Let me explain this idea by expanding a little on the example from Figure 4-1. Suppose we have three groups of hosts representing the front end, middleware, and the back end. The hosts report their average CPU utilization at one minute intervals. Front-end machines take HTTP requests from the users and dispatch the logic to middleware, which in turn engages the back end to do some heavy lifting. When the process is finished, the middle layer fetches the result from the back end and passes it on to the front end to be served back to a user.

All three groups contain a different number of hosts, according to the frequency and intensity with which they carry out their tasks. Each host sends CPU measurements marked with the hostname of origin and the group the host belongs to.

Managing Large Alerting Configurations

A distributed system is typically composed of hundreds if not thousands of logical components performing some type of work. Present-day systems scale with demand, so some parts might be more volatile than others. In addition, enterprise-level alerting systems are extremely feature-rich, so learning to operate them effectively takes a bit of experience and some attention. The former comes with time (which in itself is a scarce resource), and the latter is split among many other aspects of work. In addition, rich features often give the operators enough rope to hang themselves. This poses an important question: how to maintain desired coverage without burdening operators with the nontrivial, yet mundane and unreliable process of manual updates? Let me break down the problem of alerting at scale into smaller components expressed in terms of monitoring.

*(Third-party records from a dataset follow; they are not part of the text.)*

pub mod extract;
pub mod openai;
pub mod size;
pub mod xai;

use std::str::FromStr;
use std::sync::Arc;

use serde_json::{json, Value};

use crate::{
    config::ProviderConfig,
    error::{ProxyError, Result},
    models::{ParsedImage, ProviderInput},
};

pub use extract::{ExtractionStrategy, ImageKind, DEFAULT_STRATEGIES};
pub use openai::OpenAiAdapter;
pub use size::SizePolicy;
pub use xai::XaiAdapter;

/// Translates between the proxy's normalized request and one provider's wire format.
pub trait ProviderAdapter: Send + Sync {
    fn name(&self) -> &'static str;

    fn config(&self) -> &ProviderConfig;

    fn size_policy(&self) -> SizePolicy;

    fn build_request(&self, input: &ProviderInput) -> Value;

    fn endpoint(&self) -> String {
        format!("{}/images/generations", self.config().api_base)
    }

    fn extraction_strategies(&self) -> &'static [ExtractionStrategy] {
        DEFAULT_STRATEGIES
    }

    fn parse_response(&self, payload: &Value) -> Result<ParsedImage> {
        extract::extract_image(payload, self.extraction_strategies()).ok_or_else(|| {
            ProxyError::UpstreamShapeError {
                provider: self.name().to_string(),
                payload: payload.clone(),
            }
        })
    }

    /// Prompt classification endpoint, when the provider offers one.
    fn moderation(&self) -> Option<ModerationEndpoint> {
        None
    }
}

#[derive(Debug, Clone, PartialEq, Eq)]
pub struct ModerationEndpoint {
    pub url: String,
    pub model: String,
}

#[derive(Debug, Clone, PartialEq, Eq)]
pub struct ModerationVerdict {
    pub flagged: bool,
    pub categories: Vec<String>,
}

impl ModerationEndpoint {
    pub fn build_request(&self, prompt: &str) -> Value {
        json!({
            "model": self.model,
            "input": prompt,
        })
    }

    /// `None` when the payload has no `results` array to judge.
    pub fn parse_verdict(&self, payload: &Value) -> Option<ModerationVerdict> {
        let results = payload.get("results")?.as_array()?;
        let mut flagged = false;
        let mut categories = Vec::new();

        for result in results {
            if result.get("flagged").and_then(Value::as_bool) != Some(true) {
                continue;
            }
            flagged = true;
            if let Some(map) = result.get("categories").and_then(Value::as_object) {
                categories.extend(
                    map.iter()
                        .filter(|(_, hit)| hit.as_bool() == Some(true))
                        .map(|(name, _)| name.clone()),
                );
            }
        }

        categories.sort();
        categories.dedup();
        Some(ModerationVerdict {
            flagged,
            categories,
        })
    }
}

#[derive(Debug, Clone, Copy, PartialEq, Eq, Hash)]
pub enum ProviderKind {
    OpenAi,
    Xai,
}

impl ProviderKind {
    pub fn slug(&self) -> &'static str {
        match self {
            ProviderKind::OpenAi => "openai",
            ProviderKind::Xai => "xai",
        }
    }

    pub fn adapter(&self, config: ProviderConfig) -> Arc<dyn ProviderAdapter> {
        match self {
            ProviderKind::OpenAi => Arc::new(OpenAiAdapter::new(config)),
            ProviderKind::Xai => Arc::new(XaiAdapter::new(config)),
        }
    }
}

impl FromStr for ProviderKind {
    type Err = ProxyError;

    fn from_str(s: &str) -> Result<Self> {
        match s.trim().to_ascii_lowercase().as_str() {
            "openai" => Ok(ProviderKind::OpenAi),
            "xai" | "grok" => Ok(ProviderKind::Xai),
            other => Err(ProxyError::InvalidInput(format!(
                "Unknown provider: {}",
                other
            ))),
        }
    }
}

#[cfg(test)]
mod tests {
    use super::*;

    fn endpoint() -> ModerationEndpoint {
        ModerationEndpoint {
            url: "https://api.openai.com/v1/moderations".into(),
            model: "omni-moderation-latest".into(),
        }
    }

    #[test]
    fn test_verdict_flagged_categories() {
        let payload = json!({
            "results": [{
                "flagged": true,
                "categories": { "violence": true, "hate": false, "harassment": true }
            }]
        });
        let verdict = endpoint().parse_verdict(&payload).unwrap();
        assert!(verdict.flagged);
        assert_eq!(verdict.categories, vec!["harassment", "violence"]);
    }

    #[test]
    fn test_verdict_clean_and_missing() {
        let clean = json!({ "results": [{ "flagged": false, "categories": {} }] });
        assert!(!endpoint().parse_verdict(&clean).unwrap().flagged);
        assert!(endpoint().parse_verdict(&json!({ "error": "x" })).is_none());
    }

    #[test]
    fn test_provider_kind_parsing() {
        assert_eq!("OpenAI".parse::<ProviderKind>().unwrap(), ProviderKind::OpenAi);
        assert_eq!("grok".parse::<ProviderKind>().unwrap(), ProviderKind::Xai);
        assert!("midjourney".parse::<ProviderKind>().is_err());
    }

    #[test]
    fn test_default_parse_response_shape_error() {
        let adapter = ProviderKind::Xai.adapter(ProviderConfig::xai());
        let err = adapter.parse_response(&json!({ "data": [] })).unwrap_err();
        assert!(matches!(err, ProxyError::UpstreamShapeError { .. }));
    }
}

Coverage: Relying on human operators for setting up complex alerting configurations through makeshift scripts is inherently unsound. The system may be composed of moving parts. Unless the operator remembers to amend the configuration after every change, the coverage will deteriorate. This reduces the reliability of detecting alarms.
Detectability: Coming up with threshold values is not a trivial task. The process is often counterintuitive, and it’s simply not feasible to carry out an in-depth analysis for a threshold calculation on every monitored timeseries. A data-driven approach to setting up alarms significantly improves precision.
Consistency: The value of consistency seems a little abstract, but it is very real. A consistent convention for the structure of alarms drives simplicity and allows for predictability. It can serve as a common interface to read-only information about the current system’s state. Chapter 5 explains how to realize this potential through system automation.
Maintenance: The creation of thousands of alarms and monitors is a labor-intensive task. When a system is cloned to another availability zone, or some parts of it are copied or expanded, a significant amount of work has to be put in reproducing its alerting configuration. The same goes for tearing down alarms: cruft (irrelevant or outdated code) builds up over time. Cruft doesn’t always incur direct costs, but it is often a source of unnecessary confusion. Any attempt to do manual clean-ups introduces the likelihood of accidental damage to the functioning configuration.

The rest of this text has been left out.